Surgical Sex
Paul McHugh
Copyright (c) 2004 First Things 147 (November 2004): 34-38.
When the practice of
sex-change surgery first emerged back in the early 1970s, I would
often remind its advocating psychiatrists that with other patients,
alcoholics in particular, they would quote the Serenity Prayer,
“God, give me the serenity to accept the things I cannot change, the
courage to change the things I can, and the wisdom to know the
difference.” Where did they get the idea that our sexual identity
(“gender” was the term they preferred) as men or women was in the
category of things that could be changed?
Their regular
response was to show me their patients. Men (and until recently they
were all men) with whom I spoke before their surgery would tell me
that their bodies and sexual identities were at variance. Those I
met after surgery would tell me that the surgery and hormone
treatments that had made them “women” had also made them happy and
contented. None of these encounters were persuasive, however. The
post-surgical subjects struck me as caricatures of women. They wore
high heels, copious makeup, and flamboyant clothing; they spoke
about how they found themselves able to give vent to their natural
inclinations for peace, domesticity, and gentleness—but their large
hands, prominent Adam’s apples, and thick facial features were
incongruous (and would become more so as they aged). Women
psychiatrists whom I sent to talk with them would intuitively see
through the disguise and the exaggerated postures. “Gals know gals,”
one said to me, “and that’s a guy.”
The subjects before
the surgery struck me as even more strange, as they struggled to
convince anyone who might influence the decision for their surgery.

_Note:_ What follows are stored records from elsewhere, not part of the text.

//! Core logic CLI: runs the distillation scheduler and worker, and inspects
//! or rolls back a domain's version chain.

mod commands;

use clap::Parser;
use color_eyre::eyre::Result;

use commands::Cli;

#[tokio::main]
async fn main() -> Result<()> {
    color_eyre::install()?;
    let cli = Cli::parse();
    commands::init_tracing(&cli);
    commands::run(cli).await
}
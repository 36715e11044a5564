//! Core domain types: domains, knowledge items, core logic versions, and
//! distillation jobs.

use std::fmt;
use std::str::FromStr;

use chrono::{DateTime, SecondsFormat, Utc};
use serde::{Deserialize, Serialize};
use serde_json::Value;
use sha2::{Digest, Sha256};
use uuid::Uuid;

use crate::error::CoreLogicError;

/// Generate a new time-sortable identifier (UUID v7).
pub fn new_id() -> String {
    Uuid::now_v7().to_string()
}

/// Render a timestamp in the fixed-width form used for storage and ordering.
pub fn format_timestamp(ts: &DateTime<Utc>) -> String {
    ts.to_rfc3339_opts(SecondsFormat::Micros, true)
}

/// Parse a stored RFC 3339 timestamp.
pub fn parse_timestamp(s: &str) -> Result<DateTime<Utc>, CoreLogicError> {
    DateTime::parse_from_rfc3339(s)
        .map(|dt| dt.with_timezone(&Utc))
        .map_err(|e| CoreLogicError::parse(format!("invalid timestamp '{s}': {e}")))
}

// ---------------------------------------------------------------------------
// Domain & knowledge (read-only inputs)
// ---------------------------------------------------------------------------

/// A named knowledge scope whose items are distilled together.
#[derive(Debug, Clone, PartialEq, Serialize, Deserialize)]
pub struct Domain {
    pub id: String,
    pub owner: String,
    pub name: String,
    #[serde(default, skip_serializing_if = "Option::is_none")]
    pub description: Option<String>,
    pub created_at: DateTime<Utc>,
}

/// A single note or document contributing to a domain.
#[derive(Debug, Clone, PartialEq, Serialize, Deserialize)]
pub struct KnowledgeItem {
    pub id: String,
    pub domain_id: String,
    pub owner: String,
    pub title: String,
    pub content: String,
    #[serde(default)]
    pub tags: Vec<String>,
    pub created_at: DateTime<Utc>,
}

// ---------------------------------------------------------------------------
// Core logic content
// ---------------------------------------------------------------------------

/// The five categories of a distilled artifact.
#[derive(Debug, Clone, Copy, PartialEq, Eq, Hash, Serialize, Deserialize)]
#[serde(rename_all = "snake_case")]
pub enum ContentCategory {
    FirstPrinciples,
    MentalModels,
    DecisionRules,
    AntiPatterns,
    CrossDomainLinks,
}

impl ContentCategory {
    /// Every category, in artifact order.
    pub const ALL: [ContentCategory; 5] = [
        Self::FirstPrinciples,
        Self::MentalModels,
        Self::DecisionRules,
        Self::AntiPatterns,
        Self::CrossDomainLinks,
    ];

    pub fn as_str(&self) -> &'static str {
        match self {
            Self::FirstPrinciples => "first_principles",
            Self::MentalModels => "mental_models",
            Self::DecisionRules => "decision_rules",
            Self::AntiPatterns => "anti_patterns",
            Self::CrossDomainLinks => "cross_domain_links",
        }
    }
}

/// The structured distilled artifact for a domain.
///
/// Entries are opaque JSON objects; only their counts and equality matter
/// to the version chain.
#[derive(Debug, Clone, Default, PartialEq, Serialize, Deserialize)]
pub struct CoreLogicContent {
    #[serde(default)]
    pub first_principles: Vec<Value>,
    #[serde(default)]
    pub mental_models: Vec<Value>,
    #[serde(default)]
    pub decision_rules: Vec<Value>,
    #[serde(default)]
    pub anti_patterns: Vec<Value>,
    #[serde(default)]
    pub cross_domain_links: Vec<Value>,
}

impl CoreLogicContent {
    /// Entries for one category.
    pub fn category(&self, category: ContentCategory) -> &[Value] {
        match category {
            ContentCategory::FirstPrinciples => &self.first_principles,
            ContentCategory::MentalModels => &self.mental_models,
            ContentCategory::DecisionRules => &self.decision_rules,
            ContentCategory::AntiPatterns => &self.anti_patterns,
            ContentCategory::CrossDomainLinks => &self.cross_domain_links,
        }
    }

    /// SHA-256 of the canonical JSON form.
    pub fn content_hash(&self) -> String {
        let bytes = serde_json::to_vec(self).unwrap_or_default();
        let mut hasher = Sha256::new();
        hasher.update(&bytes);
        format!("{:x}", hasher.finalize())
    }
}

// ---------------------------------------------------------------------------
// Changelog
// ---------------------------------------------------------------------------

/// Count delta for one category between a version and its parent.
#[derive(Debug, Clone, Copy, Default, PartialEq, Eq, Serialize, Deserialize)]
pub struct CategoryDelta {
    /// New length minus parent length (negative when entries were dropped).
    pub added: i64,
}

/// Per-category deltas recorded on an `update` changelog entry.
#[derive(Debug, Clone, Copy, Default, PartialEq, Eq, Serialize, Deserialize)]
pub struct ChangeCounts {
    pub first_principles: CategoryDelta,
    pub mental_models: CategoryDelta,
    pub decision_rules: CategoryDelta,
    pub anti_patterns: CategoryDelta,
}

impl ChangeCounts {
    /// Deltas of `new` relative to `parent` for the four counted categories.
    pub fn between(parent: &CoreLogicContent, new: &CoreLogicContent) -> Self {
        let delta = |category| CategoryDelta {
            added: new.category(category).len() as i64 - parent.category(category).len() as i64,
        };
        Self {
            first_principles: delta(ContentCategory::FirstPrinciples),
            mental_models: delta(ContentCategory::MentalModels),
            decision_rules: delta(ContentCategory::DecisionRules),
            anti_patterns: delta(ContentCategory::AntiPatterns),
        }
    }
}

/// One record in a version's changelog (newest first on the version).
#[derive(Debug, Clone, PartialEq, Serialize, Deserialize)]
#[serde(tag = "type", rename_all = "snake_case")]
pub enum ChangelogEntry {
    Initial {
        version: u32,
        timestamp: DateTime<Utc>,
        summary: String,
    },
    Update {
        version: u32,
        timestamp: DateTime<Utc>,
        changes: ChangeCounts,
    },
    #[serde(rename_all = "camelCase")]
    Rollback {
        version: u32,
        timestamp: DateTime<Utc>,
        from_version: u32,
        to_version: u32,
        #[serde(default)]
        reason: Option<String>,
    },
}

impl ChangelogEntry {
    /// The version this entry was recorded for.
    pub fn version(&self) -> u32 {
        match self {
            Self::Initial { version, .. }
            | Self::Update { version, .. }
            | Self::Rollback { version, .. } => *version,
        }
    }

    pub fn kind(&self) -> &'static str {
        match self {
            Self::Initial { .. } => "initial",
            Self::Update { .. } => "update",
            Self::Rollback { .. } => "rollback",
        }
    }
}

// ---------------------------------------------------------------------------
// CoreLogicVersion
// ---------------------------------------------------------------------------

/// An immutable, append-only snapshot of a domain's core logic.
#[derive(Debug, Clone, PartialEq, Serialize, Deserialize)]
pub struct CoreLogicVersion {
    pub id: String,
    pub domain_id: String,
    /// Strictly increasing per domain, starting at 1.
    pub version: u32,
    /// The version this one superseded.
    #[serde(default, skip_serializing_if = "Option::is_none")]
    pub parent_version_id: Option<String>,
    pub content: CoreLogicContent,
    pub changelog: Vec<ChangelogEntry>,
    #[serde(default, skip_serializing_if = "Option::is_none")]
    pub change_summary: Option<String>,
    pub content_hash: String,
    pub is_active: bool,
    pub created_at: DateTime<Utc>,
}

// ---------------------------------------------------------------------------
// Distillation jobs
// ---------------------------------------------------------------------------

/// Lifecycle status of a distillation job.
///
/// `pending -> running -> {completed | failed}`; terminal states are final.
#[derive(Debug, Clone, Copy, PartialEq, Eq, Hash, Serialize, Deserialize)]
#[serde(rename_all = "snake_case")]
pub enum JobStatus {
    Pending,
    Running,
    Completed,
    Failed,
}

impl JobStatus {
    pub fn as_str(&self) -> &'static str {
        match self {
            Self::Pending => "pending",
            Self::Running => "running",
            Self::Completed => "completed",
            Self::Failed => "failed",
        }
    }

    pub fn is_terminal(&self) -> bool {
        matches!(self, Self::Completed | Self::Failed)
    }

    /// Whether `self -> next` is a legal lifecycle step.
    pub fn can_transition_to(&self, next: JobStatus) -> bool {
        matches!(
            (self, next),
            (Self::Pending, Self::Running)
                | (Self::Running, Self::Completed)
                | (Self::Running, Self::Failed)
        )
    }
}

impl fmt::Display for JobStatus {
    fn fmt(&self, f: &mut fmt::Formatter<'_>) -> fmt::Result {
        f.write_str(self.as_str())
    }
}

impl FromStr for JobStatus {
    type Err = CoreLogicError;

    fn from_str(s: &str) -> Result<Self, Self::Err> {
        match s {
            "pending" => Ok(Self::Pending),
            "running" => Ok(Self::Running),
            "completed" => Ok(Self::Completed),
            "failed" => Ok(Self::Failed),
            other => Err(CoreLogicError::parse(format!("unknown job status '{other}'"))),
        }
    }
}

/// What caused a job to be enqueued.
#[derive(Debug, Clone, Copy, PartialEq, Eq, Hash, Serialize, Deserialize)]
#[serde(rename_all = "snake_case")]
pub enum TriggeredBy {
    Scheduled,
    Manual,
    Api,
}

impl TriggeredBy {
    pub fn as_str(&self) -> &'static str {
        match self {
            Self::Scheduled => "scheduled",
            Self::Manual => "manual",
            Self::Api => "api",
        }
    }
}

impl fmt::Display for TriggeredBy {
    fn fmt(&self, f: &mut fmt::Formatter<'_>) -> fmt::Result {
        f.write_str(self.as_str())
    }
}

impl FromStr for TriggeredBy {
    type Err = CoreLogicError;

    fn from_str(s: &str) -> Result<Self, Self::Err> {
        match s {
            "scheduled" => Ok(Self::Scheduled),
            "manual" => Ok(Self::Manual),
            "api" => Ok(Self::Api),
            other => Err(CoreLogicError::parse(format!("unknown trigger '{other}'"))),
        }
    }
}

/// Small summary recorded on a completed job.
#[derive(Debug, Clone, PartialEq, Eq, Serialize, Deserialize)]
pub struct JobResultSummary {
    pub version: u32,
    pub version_id: String,
    pub knowledge_items_processed: usize,
    pub tokens_used: u64,
}

/// A queued unit of work representing one distillation run for a domain.
#[derive(Debug, Clone, PartialEq, Serialize, Deserialize)]
pub struct DistillationJob {
    pub id: String,
    pub domain_id: String,
    pub owner: String,
    pub status: JobStatus,
    /// Higher values are claimed first.
    pub priority: i32,
    pub triggered_by: TriggeredBy,
    /// Opaque distillation options.
    #[serde(default)]
    pub config: Value,
    pub created_at: DateTime<Utc>,
    #[serde(default, skip_serializing_if = "Option::is_none")]
    pub started_at: Option<DateTime<Utc>>,
    #[serde(default, skip_serializing_if = "Option::is_none")]
    pub completed_at: Option<DateTime<Utc>>,
    #[serde(default, skip_serializing_if = "Option::is_none")]
    pub error: Option<String>,
    #[serde(default, skip_serializing_if = "Option::is_none")]
    pub result: Option<JobResultSummary>,
}

impl DistillationJob {
    /// A fresh pending job.
    pub fn pending(
        domain_id: impl Into<String>,
        owner: impl Into<String>,
        priority: i32,
        triggered_by: TriggeredBy,
        config: Value,
    ) -> Self {
        Self {
            id: new_id(),
            domain_id: domain_id.into(),
            owner: owner.into(),
            status: JobStatus::Pending,
            priority,
            triggered_by,
            config,
            created_at: Utc::now(),
            started_at: None,
            completed_at: None,
            error: None,
            result: None,
        }
    }
}
/// Create the config directory and write a default config file.
/// Returns the path to the created file.
pub fn init_config() -> Result<PathBuf> {
    let dir = config_dir()?;
    std::fs::create_dir_all(&dir).map_err(|e| CoreLogicError::io(&dir, e))?;

    let path = dir.join(CONFIG_FILE_NAME);
    let config = AppConfig::default();
    let content =
        toml::to_string_pretty(&config).map_err(|e| CoreLogicError::config(e.to_string()))?;

    std::fs::write(&path, content).map_err(|e| CoreLogicError::io(&path, e))?;
    tracing::info!(?path, "created default config file");

    Ok(path)
}

/// Check that the provider API key env var is set and non-empty, returning it.
pub fn validate_api_key(config: &AppConfig) -> Result<String> {
    let var_name = &config.provider.api_key_env;
    match std::env::var(var_name) {
        Ok(val) if !val.is_empty() => Ok(val),
        _ => Err(CoreLogicError::config(format!(
            "distiller API key not found. Set the {var_name} environment variable."
        ))),
    }
}
#[async_trait]
impl Distiller for OpenAiDistiller {
    #[instrument(skip_all, fields(domain_id = %ctx.domain.id, items = ctx.items.len()))]
    async fn distill(
        &self,
        ctx: &DomainContext,
        existing: Option<&CoreLogicVersion>,
        options: &DistillOptions,
    ) -> Result<Distillation> {
        if ctx.items.is_empty() {
            return Err(CoreLogicError::Provider(
                "no knowledge found in this domain".into(),
            ));
        }

        let prompt = build_prompt(ctx, existing);
        let model = options.model.as_deref().unwrap_or(&self.defaults.model);
        let request = ChatRequest {
            model,
            messages: vec![
                ChatMessage {
                    role: "system",
                    content: SYSTEM_PROMPT,
                },
                ChatMessage {
                    role: "user",
                    content: &prompt,
                },
            ],
            temperature: options.temperature.unwrap_or(self.defaults.temperature),
            max_tokens: options.max_tokens.unwrap_or(self.defaults.max_tokens),
            response_format: ResponseFormat {
                kind: "json_object",
            },
        };

        debug!(model, prompt_chars = prompt.len(), "sending distillation request");

        let response = self
            .client
            .post(self.endpoint.clone())
            .bearer_auth(&self.api_key)
            .json(&request)
            .send()
            .await
            .map_err(|e| CoreLogicError::Provider(format!("request failed: {e}")))?;

        let status = response.status();
        let body = response
            .text()
            .await
            .map_err(|e| CoreLogicError::Provider(format!("failed to read response: {e}")))?;

        if !status.is_success() {
            return Err(CoreLogicError::Provider(format!(
                "provider returned {status}: {}",
                body.chars().take(300).collect::<String>()
            )));
        }

        let distillation = parse_completion(&body)?;
        info!(
            model,
            tokens = distillation.usage.tokens_used,
            principles = distillation.content.first_principles.len(),
            "distillation response received"
        );
        Ok(distillation)
    }
}
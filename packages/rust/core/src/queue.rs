//! Durable distillation job queue.
//!
//! Jobs move `pending -> running -> completed | failed`. The store performs
//! each transition atomically; this layer validates inputs and logs.

use std::sync::Arc;

use chrono::{DateTime, Utc};
use serde_json::Value;
use tracing::{debug, info, warn};

use corelogic_shared::{
    CoreLogicError, DistillationJob, JobResultSummary, Result, TriggeredBy, format_timestamp,
};
use corelogic_storage::Store;

const UNKNOWN_FAILURE: &str = "job failed without an error message";

#[derive(Clone)]
pub struct JobQueue {
    store: Arc<dyn Store>,
}

impl JobQueue {
    pub fn new(store: Arc<dyn Store>) -> Self {
        Self { store }
    }

    /// Insert a pending job for `domain_id`.
    ///
    /// `config` must be a JSON object or `null`; it is stored untouched and
    /// handed to the distiller as per-job options.
    pub async fn enqueue(
        &self,
        domain_id: &str,
        priority: i32,
        triggered_by: TriggeredBy,
        config: Value,
    ) -> Result<DistillationJob> {
        if !(config.is_object() || config.is_null()) {
            return Err(CoreLogicError::validation(
                "job config must be a JSON object",
            ));
        }
        let domain = self
            .store
            .get_domain(domain_id)
            .await?
            .ok_or_else(|| CoreLogicError::not_found("domain", domain_id))?;

        let job = DistillationJob::pending(&domain.id, &domain.owner, priority, triggered_by, config);
        self.store.insert_job(&job).await?;
        info!(
            job_id = %job.id,
            domain_id = %job.domain_id,
            priority,
            triggered_by = %triggered_by,
            "enqueued distillation job"
        );
        Ok(job)
    }

    /// Atomically claim the next runnable job, if any.
    pub async fn claim_next(&self) -> Result<Option<DistillationJob>> {
        let job = self.store.claim_next_pending_job().await?;
        if let Some(job) = &job {
            debug!(job_id = %job.id, domain_id = %job.domain_id, "claimed job");
        }
        Ok(job)
    }

    pub async fn mark_complete(&self, job_id: &str, summary: &JobResultSummary) -> Result<()> {
        self.store.mark_job_complete(job_id, summary).await?;
        info!(job_id, version = summary.version, "job completed");
        Ok(())
    }

    /// Record a failure. Blank messages are replaced so failed jobs always
    /// carry some error text.
    pub async fn mark_failed(&self, job_id: &str, error: &str) -> Result<()> {
        let error = match error.trim() {
            "" => UNKNOWN_FAILURE,
            _ => error,
        };
        self.store.mark_job_failed(job_id, error).await?;
        warn!(job_id, error, "job failed");
        Ok(())
    }

    /// Fail jobs that have been `running` since before `cutoff`, releasing
    /// their domains for new claims.
    pub async fn fail_stale(&self, cutoff: DateTime<Utc>) -> Result<Vec<String>> {
        let message = format!(
            "job abandoned: still running after being started before {}",
            format_timestamp(&cutoff)
        );
        let failed = self.store.fail_stale_jobs(cutoff, &message).await?;
        for job_id in &failed {
            warn!(job_id = %job_id, "failed abandoned job");
        }
        Ok(failed)
    }

    pub async fn get(&self, job_id: &str) -> Result<DistillationJob> {
        self.store
            .get_job(job_id)
            .await?
            .ok_or_else(|| CoreLogicError::not_found("job", job_id))
    }

    /// Jobs newest first, optionally for one domain.
    pub async fn list(&self, domain_id: Option<&str>) -> Result<Vec<DistillationJob>> {
        self.store.list_jobs(domain_id).await
    }
}
//! Version chain management: create, read, compare, and roll back core logic
//! versions while keeping exactly one active version per domain.
//!
//! History is append-only. A rollback never reactivates an old row; it
//! copies the target's content into a brand new version whose parent is the
//! version it replaces.

use std::sync::Arc;

use chrono::{DateTime, Utc};
use tracing::{info, instrument};

use corelogic_shared::{
    ChangeCounts, ChangelogEntry, CoreLogicContent, CoreLogicError, CoreLogicVersion, Result,
    new_id,
};
use corelogic_storage::Store;

use crate::diff::{VersionDiff, diff_versions};

/// Why a version is being created.
#[derive(Debug, Clone, PartialEq)]
pub enum VersionOrigin {
    /// Fresh output from the distiller over `knowledge_items` items.
    Distilled {
        summary: Option<String>,
        knowledge_items: usize,
    },
    /// Content copied from an earlier version.
    Rollback {
        to_version: u32,
        reason: Option<String>,
    },
}

/// Creates and reads versions through a [`Store`].
#[derive(Clone)]
pub struct VersionChainManager {
    store: Arc<dyn Store>,
}

impl VersionChainManager {
    pub fn new(store: Arc<dyn Store>) -> Self {
        Self { store }
    }

    /// Append a new active version for `domain_id`, superseding the current one.
    #[instrument(skip_all, fields(domain_id = %domain_id))]
    pub async fn create_version(
        &self,
        domain_id: &str,
        content: CoreLogicContent,
        origin: VersionOrigin,
    ) -> Result<CoreLogicVersion> {
        if self.store.get_domain(domain_id).await?.is_none() {
            return Err(CoreLogicError::not_found("domain", domain_id));
        }

        let parent = self.store.get_active_version(domain_id).await?;
        let next_version = parent.as_ref().map_or(0, |p| p.version) + 1;
        let now = Utc::now();

        let entry = changelog_entry(&origin, parent.as_ref(), &content, next_version, now);
        let mut changelog = vec![entry];
        if let Some(p) = &parent {
            changelog.extend(p.changelog.iter().cloned());
        }

        let change_summary = match &origin {
            VersionOrigin::Distilled {
                summary,
                knowledge_items,
            } => Some(match summary {
                Some(summary) => summary.clone(),
                None => format!("Distilled from {knowledge_items} knowledge items"),
            }),
            VersionOrigin::Rollback { to_version, reason } => Some(match reason {
                Some(reason) => format!("Rolled back to version {to_version}: {reason}"),
                None => format!("Rolled back to version {to_version}"),
            }),
        };

        let version = CoreLogicVersion {
            id: new_id(),
            domain_id: domain_id.to_string(),
            version: next_version,
            parent_version_id: parent.as_ref().map(|p| p.id.clone()),
            content_hash: content.content_hash(),
            content,
            changelog,
            change_summary,
            is_active: true,
            created_at: now,
        };

        self.store
            .insert_version(&version, parent.as_ref().map(|p| p.id.as_str()))
            .await?;

        info!(
            version = version.version,
            version_id = %version.id,
            parent = ?version.parent_version_id,
            kind = version.changelog[0].kind(),
            "committed core logic version"
        );
        Ok(version)
    }

    /// The numbered version, or the active one when `version` is `None`.
    pub async fn get_version(
        &self,
        domain_id: &str,
        version: Option<u32>,
    ) -> Result<CoreLogicVersion> {
        match version {
            Some(number) => self
                .store
                .get_version(domain_id, number)
                .await?
                .ok_or_else(|| CoreLogicError::not_found("version", format!("{domain_id}@{number}"))),
            None => self
                .store
                .get_active_version(domain_id)
                .await?
                .ok_or_else(|| {
                    CoreLogicError::not_found("active version", domain_id.to_string())
                }),
        }
    }

    /// Full history, newest version first.
    pub async fn list_versions(&self, domain_id: &str) -> Result<Vec<CoreLogicVersion>> {
        if self.store.get_domain(domain_id).await?.is_none() {
            return Err(CoreLogicError::not_found("domain", domain_id));
        }
        self.store.list_versions(domain_id).await
    }

    /// Structural diff from version `from_id` to version `to_id`.
    pub async fn compare(&self, from_id: &str, to_id: &str) -> Result<VersionDiff> {
        let from = self.version_by_id(from_id).await?;
        let to = self.version_by_id(to_id).await?;
        if from.domain_id != to.domain_id {
            return Err(CoreLogicError::validation(format!(
                "versions {from_id} and {to_id} belong to different domains"
            )));
        }
        Ok(diff_versions(&from, &to))
    }

    /// Create a new version carrying `target_version`'s content.
    #[instrument(skip_all, fields(domain_id = %domain_id, target_version))]
    pub async fn rollback(
        &self,
        domain_id: &str,
        target_version: u32,
        reason: Option<&str>,
    ) -> Result<CoreLogicVersion> {
        if target_version == 0 {
            return Err(CoreLogicError::validation(
                "rollback requires a target version (versions start at 1)",
            ));
        }

        let target = self.get_version(domain_id, Some(target_version)).await?;
        let reason = reason
            .map(str::trim)
            .filter(|r| !r.is_empty())
            .map(String::from);

        self.create_version(
            domain_id,
            target.content,
            VersionOrigin::Rollback {
                to_version: target_version,
                reason,
            },
        )
        .await
    }

    async fn version_by_id(&self, version_id: &str) -> Result<CoreLogicVersion> {
        self.store
            .get_version_by_id(version_id)
            .await?
            .ok_or_else(|| CoreLogicError::not_found("version", version_id))
    }
}

/// The newest changelog record for a version about to be written.
fn changelog_entry(
    origin: &VersionOrigin,
    parent: Option<&CoreLogicVersion>,
    content: &CoreLogicContent,
    version: u32,
    timestamp: DateTime<Utc>,
) -> ChangelogEntry {
    match (origin, parent) {
        (VersionOrigin::Rollback { to_version, reason }, _) => ChangelogEntry::Rollback {
            version,
            timestamp,
            from_version: parent.map_or(0, |p| p.version),
            to_version: *to_version,
            reason: reason.clone(),
        },
        (VersionOrigin::Distilled { .. }, Some(parent)) => ChangelogEntry::Update {
            version,
            timestamp,
            changes: ChangeCounts::between(&parent.content, content),
        },
        (VersionOrigin::Distilled { .. }, None) => ChangelogEntry::Initial {
            version,
            timestamp,
            summary: "Initial core logic distillation".into(),
        },
    }
}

First, they spent an unusual amount of time thinking and talking
about sex and their sexual experiences; their sexual hungers and
adventures seemed to preoccupy them. Second, discussion of babies or
children provoked little interest from them; indeed, they seemed
indifferent to children. But third, and most remarkable, many of
these men-who-claimed-to-be-women reported that they found women
sexually attractive and that they saw themselves as “lesbians.” When
I noted to their champions that their psychological leanings seemed
more like those of men than of women, I would get various replies,
mostly to the effect that in making such judgments I was drawing on
sexual stereotypes.
Until 1975, when I
became psychiatrist-in-chief at Johns Hopkins Hospital, I could
usually keep my own counsel on these matters. But once I was given
authority over all the practices in the psychiatry department I
realized that if I were passive I would be tacitly co-opted in
encouraging sex-change surgery in the very department that had
originally proposed and still defended it. I decided to challenge
what I considered to be a misdirection of psychiatry and to demand
more information both before and after their operations.
Two issues presented
themselves as targets for study. First, I wanted to test the claim
that men who had undergone sex-change surgery found resolution for
their many general psychological problems. Second (and this was more
ambitious), I wanted to see whether male infants with ambiguous
genitalia who were being surgically transformed into females and
raised as girls did, as the theory (again from Hopkins) claimed,
settle easily into the sexual identity that was chosen for them.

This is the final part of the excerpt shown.